|Publication number||US5174940 A|
|Application number||US 07/671,988|
|Publication date||Dec 29, 1992|
|Filing date||Mar 14, 1991|
|Priority date||Dec 22, 1989|
|Publication number||07671988, 671988, US 5174940 A, US 5174940A, US-A-5174940, US5174940 A, US5174940A|
|Inventors||Satish Kumar, Marilyn Hunsaker, Walter W. Adams, Thaddeus E. Helminiak|
|Original Assignee||The United States Of America As Represented By The Secretary Of The Air Force|
|Export Citation||BiBTeX, EndNote, RefMan|
|Patent Citations (9), Non-Patent Citations (8), Referenced by (7), Classifications (7), Legal Events (4)|
|External Links: USPTO, USPTO Assignment, Espacenet|
The invention described herein may be manufactured and used by or for the Government of the United States for all governmental purposes without the payment of any royalty.
This application is a continuation-in-part of application Ser. No. 07/456,009, filed Dec. 22, 1989 and now abandoned.
The present invention relates generally to high modulus/high strength fibers made from synthetic organic polymers, and more specifically to a method for making high modulus organic fibers having enhanced compressive strength.

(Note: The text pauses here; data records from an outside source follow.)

//! Multi-symbol time alignment.
//!
//! Given bars for multiple symbols, align them to the union of all their
//! timestamps. A symbol with no bar at some timestamp repeats its previous
//! bar (OHLC and volume) re-stamped at that time.
//!
//! Forward-fill needs a previous bar, so a symbol that starts trading late
//! has no entries for the timeline positions before its first bar. Its
//! series is shorter than the timeline and ends with it.

use crate::domain::Bar;
use crate::error::EngineError;
use chrono::NaiveDateTime;
use std::collections::{BTreeSet, HashMap, HashSet};
use tracing::debug;

/// Bar data for multiple symbols on a common timeline.
#[derive(Debug, Clone)]
pub struct AlignedData {
    /// The common time axis (strictly ascending).
    pub timeline: Vec<NaiveDateTime>,
    /// Symbols in configured order.
    pub symbols: Vec<String>,
    /// Bars per symbol, aligned to the tail of `timeline`.
    pub bars: HashMap<String, Vec<Bar>>,
}

impl AlignedData {
    pub fn len(&self) -> usize {
        self.timeline.len()
    }

    pub fn is_empty(&self) -> bool {
        self.timeline.is_empty()
    }

    /// Timeline positions before `symbol`'s first bar.
    pub fn leading_gap(&self, symbol: &str) -> usize {
        let bars = self.bars.get(symbol).map_or(0, Vec::len);
        self.timeline.len().saturating_sub(bars)
    }

    /// Deterministic BLAKE3 hash over every aligned bar, in configured symbol order.
    pub fn fingerprint(&self) -> String {
        let mut hasher = blake3::Hasher::new();
        for symbol in &self.symbols {
            hasher.update(symbol.as_bytes());
            if let Some(bars) = self.bars.get(symbol) {
                for bar in bars {
                    hasher.update(bar.timestamp.to_string().as_bytes());
                    hasher.update(&bar.open.to_le_bytes());
                    hasher.update(&bar.high.to_le_bytes());
                    hasher.update(&bar.low.to_le_bytes());
                    hasher.update(&bar.close.to_le_bytes());
                    hasher.update(&bar.volume.to_le_bytes());
                }
            }
        }
        hasher.finalize().to_hex().to_string()
    }
}

/// Sort by timestamp; on duplicate timestamps the later row wins.
fn sorted_unique(mut bars: Vec<Bar>) -> Vec<Bar> {
    bars.sort_by_key(|b| b.timestamp);
    let mut out: Vec<Bar> = Vec::with_capacity(bars.len());
    for bar in bars {
        match out.last_mut() {
            Some(last) if last.timestamp == bar.timestamp => *last = bar,
            _ => out.push(bar),
        }
    }
    out
}

/// Align `symbols` to the forward-filled union of their timestamps.
///
/// Fails if the universe is empty, a symbol is repeated, or a symbol has no
/// bars. Input series need not be sorted.
pub fn align_symbols(
    symbols: &[String],
    mut series: HashMap<String, Vec<Bar>>,
) -> Result<AlignedData, EngineError> {
    if symbols.is_empty() {
        return Err(EngineError::EmptyUniverse);
    }

    let mut seen = HashSet::new();
    let mut sorted: HashMap<String, Vec<Bar>> = HashMap::with_capacity(symbols.len());
    for symbol in symbols {
        if !seen.insert(symbol.as_str()) {
            return Err(EngineError::DuplicateSymbol {
                symbol: symbol.clone(),
            });
        }
        let bars = series.remove(symbol).unwrap_or_default();
        if bars.is_empty() {
            return Err(EngineError::EmptySeries {
                symbol: symbol.clone(),
            });
        }
        sorted.insert(symbol.clone(), sorted_unique(bars));
    }

    let timeline: Vec<NaiveDateTime> = sorted
        .values()
        .flat_map(|bars| bars.iter().map(|b| b.timestamp))
        .collect::<BTreeSet<_>>()
        .into_iter()
        .collect();

    let mut aligned: HashMap<String, Vec<Bar>> = HashMap::with_capacity(symbols.len());
    for symbol in symbols {
        let native = &sorted[symbol];
        let mut next = 0usize;
        let mut last: Option<&Bar> = None;
        let mut filled = Vec::with_capacity(timeline.len());

        for &t in &timeline {
            while next < native.len() && native[next].timestamp <= t {
                last = Some(&native[next]);
                next += 1;
            }
            // Nothing to carry before the first real bar.
            if let Some(prev) = last {
                if prev.timestamp == t {
                    filled.push(prev.clone());
                } else {
                    filled.push(prev.carried_to(t));
                }
            }
        }
        if filled.len() < timeline.len() {
            debug!(
                symbol = %symbol,
                leading_gap = timeline.len() - filled.len(),
                "symbol starts after the timeline"
            );
        }
        aligned.insert(symbol.clone(), filled);
    }

    Ok(AlignedData {
        timeline,
        symbols: symbols.to_vec(),
        bars: aligned,
    })
}

#[cfg(test)]
mod tests {
    use super::*;
    use chrono::NaiveDate;

    fn ts(day: u32) -> NaiveDateTime {
        NaiveDate::from_ymd_opt(2024, 1, day)
            .unwrap()
            .and_hms_opt(0, 0, 0)
            .unwrap()
    }

    fn bar(symbol: &str, day: u32, close: f64) -> Bar {
        Bar::new(symbol, ts(day), close - 0.5, close + 1.0, close - 1.0, close, 1000.0 + close)
    }

    fn universe(symbols: &[&str]) -> Vec<String> {
        symbols.iter().map(|s| s.to_string()).collect()
    }

    #[test]
    fn align_forward_fills_missing_bars() {
        let mut input = HashMap::new();
        input.insert(
            "600008".to_string(),
            vec![bar("600008", 2, 10.0), bar("600008", 3, 11.0), bar("600008", 4, 12.0)],
        );
        input.insert(
            "000001".to_string(),
            vec![bar("000001", 2, 20.0), bar("000001", 4, 22.0)],
        );

        let aligned = align_symbols(&universe(&["600008", "000001"]), input).unwrap();

        assert_eq!(aligned.len(), 3);
        assert_eq!(aligned.bars["600008"].len(), 3);
        assert_eq!(aligned.bars["000001"].len(), 3);

        let filled = &aligned.bars["000001"][1];
        assert_eq!(filled.timestamp, ts(3));
        assert_eq!(filled.close, 20.0);
        assert_eq!(filled.volume, 1020.0);
        assert_eq!(aligned.bars["000001"][2].close, 22.0);
    }

    #[test]
    fn align_sorts_and_dedups_input() {
        let mut input = HashMap::new();
        input.insert(
            "600008".to_string(),
            vec![bar("600008", 4, 12.0), bar("600008", 2, 10.0), bar("600008", 2, 10.5)],
        );

        let aligned = align_symbols(&universe(&["600008"]), input).unwrap();
        assert_eq!(aligned.timeline, vec![ts(2), ts(4)]);
        assert_eq!(aligned.bars["600008"][0].close, 10.5);
    }

    #[test]
    fn align_keeps_bars_before_a_late_starter() {
        let mut input = HashMap::new();
        input.insert(
            "600008".to_string(),
            vec![bar("600008", 1, 9.0), bar("600008", 2, 10.0), bar("600008", 3, 11.0)],
        );
        input.insert("000001".to_string(), vec![bar("000001", 2, 20.0)]);

        let aligned = align_symbols(&universe(&["600008", "000001"]), input).unwrap();
        assert_eq!(aligned.timeline, vec![ts(1), ts(2), ts(3)]);
        assert_eq!(aligned.bars["600008"].len(), 3);
        assert_eq!(aligned.bars["600008"][0].close, 9.0);

        let late = &aligned.bars["000001"];
        assert_eq!(late.len(), 2);
        assert_eq!(late[0].timestamp, ts(2));
        assert_eq!(late[1].timestamp, ts(3));
        assert_eq!(late[1].close, 20.0);
        assert_eq!(aligned.leading_gap("000001"), 1);
        assert_eq!(aligned.leading_gap("600008"), 0);
    }

    #[test]
    fn align_rejects_missing_symbol() {
        let mut input = HashMap::new();
        input.insert("600008".to_string(), vec![bar("600008", 2, 10.0)]);
        let err = align_symbols(&universe(&["600008", "000001"]), input).unwrap_err();
        assert!(matches!(err, EngineError::EmptySeries { ref symbol } if symbol == "000001"));
    }

    #[test]
    fn align_rejects_duplicate_and_empty_universe() {
        let err = align_symbols(&[], HashMap::new()).unwrap_err();
        assert!(matches!(err, EngineError::EmptyUniverse));

        let mut input = HashMap::new();
        input.insert("600008".to_string(), vec![bar("600008", 2, 10.0)]);
        let err = align_symbols(&universe(&["600008", "600008"]), input).unwrap_err();
        assert!(matches!(err, EngineError::DuplicateSymbol { .. }));
    }

    #[test]
    fn fingerprint_is_deterministic() {
        let make = || {
            let mut input = HashMap::new();
            input.insert("600008".to_string(), vec![bar("600008", 2, 10.0)]);
            align_symbols(&universe(&["600008"]), input).unwrap()
        };
        assert_eq!(make().fingerprint(), make().fingerprint());
    }
}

High modulus, or high performance, polymeric fibers have increasingly been used to make high performance composites. Their very high strength-to-weight ratios makes them increasingly valuable, particularly for the aerospace industry.
Unfortunately, despite their very high tensile modulus and tensile strength, these high performance fibers are relatively weak in axial compression. This limits the compressive strength of composites made from them.
Aromatic heterocyclic polymeric fibers are made of even smaller fibers, called fibrils and microfibrils. One of the factors limiting the compressive strength of polymeric fibers is believed to be fibrillar and microfibrillar buckling under compression. Therefore, any reduction in fibrillar/microfibrillar buckling should result in fibers, and composites made from them, having enhanced compressive strength.
Proposed structural models in the prior art for existing carbon fibers having good physical properties in compression show a less highly ordered microfibrillar structure than in organic fibers. The microfibrils in the higher axial compressive strength carbon fibers appear to be entangled so that adjacent microfibrils support each other, thereby presumably reducing buckling and contributing to the desirable physical properties of the fibers in compression.
Thus it is seen that there is a need for a method for similarly entangling the fibrils and microfibrils of synthetic organic fibers to possibly improve their physical properties in compression.
It is, therefore, a principal object of the present invention to provide a method for making high performance polymeric fibers having an entangled microfibrillar morphology.
It is another Principal object of the present invention to provide a method for making high performance polymeric fibers having enhanced axial compressive strength.
It is an object of the present invention to provide a method for making high performance polymeric fibers having fibrils and microfibrils resistant to buckling.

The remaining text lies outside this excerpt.